Bought this serving spoon at an OP shop recently. I can read “MEXICO STERLING 925 “but can not identify preceding maker’s name ? The gold colour is a trick of the light source !
You need to take a picture of the mark again. Don’t get so close and get it in focus before re-posting it. A smaller clear picture is always going to be better than a large fuzzy blur.
Far better photo of marks loaded now. I can now read what I could not read on spoon !

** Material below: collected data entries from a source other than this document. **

//! # Desktop Bridge Implementations
//!
//! Default implementations of bridge traits for desktop and headless hosts
//! (macOS, Windows, Linux, CI).
//!
//! ## Overview
//!
//! - `MediaService` using [`SilentMediaService`]: tracks player sessions and
//!   their play/pause state without producing sound. Useful for development
//!   hosts, demos and tests where no audio device is available.
//! - `LinkOpener` using [`SystemLinkOpener`]: hands URLs to the platform
//!   launcher (`xdg-open`, `open`, `cmd /C start`).
//!
//! ## Usage
//!
//! ```ignore
//! use bridge_desktop::{SilentMediaService, SystemLinkOpener};
//! use std::sync::Arc;
//!
//! let config = GaleriaConfig::builder()
//!     .media_service(Arc::new(SilentMediaService::new()))
//!     .link_opener(Arc::new(SystemLinkOpener::new()))
//!     // ...
//!     .build()?;
//! ```

mod link;
mod media;

pub use link::SystemLinkOpener;
pub use media::{SessionSnapshot, SilentMediaService};
use thiserror::Error;

#[derive(Error, Debug, Clone, PartialEq, Eq)]
pub enum GalleryError {
    /// The gallery cannot be built from the given assets. Fatal at startup.
    #[error("Invalid configuration for gallery '{gallery}': {reason}")]
    InvalidConfiguration { gallery: String, reason: String },
}

pub type Result<T> = std::result::Result<T, GalleryError>;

Codan was a Mexican silversmith. In the first half of the 20th century, silver items manufactured in Mexico were marked simply “silver” or “sterling”. Usually a location (Mexico or a town name) and silver fineness (925, 925/1000, 950, 980) was included. In 1948, the Government of Mexico promoted the reintroduction of the “eagle mark” to identify the manufacturers of silver items. The “eagle” was stamped with a number associated to a silver manufacturing company. This system was unsuccessful as eagle stamps were misused or “loaned” to more than one artist of maker and was abandoned in the 1980s. It was substituted by the “letter and number” system adopted c. 1980 and still in use. In the “Letter and number” system a letter identifies a location (T for Taxco, M for Mexico City), and the second letter is the first letter of the maker’s first or last name. The number is the number of registrations of the maker.The majority of their work in the middle of the Twentieth Century was in the Scandinavian taste of makers such as a Georg Jensen.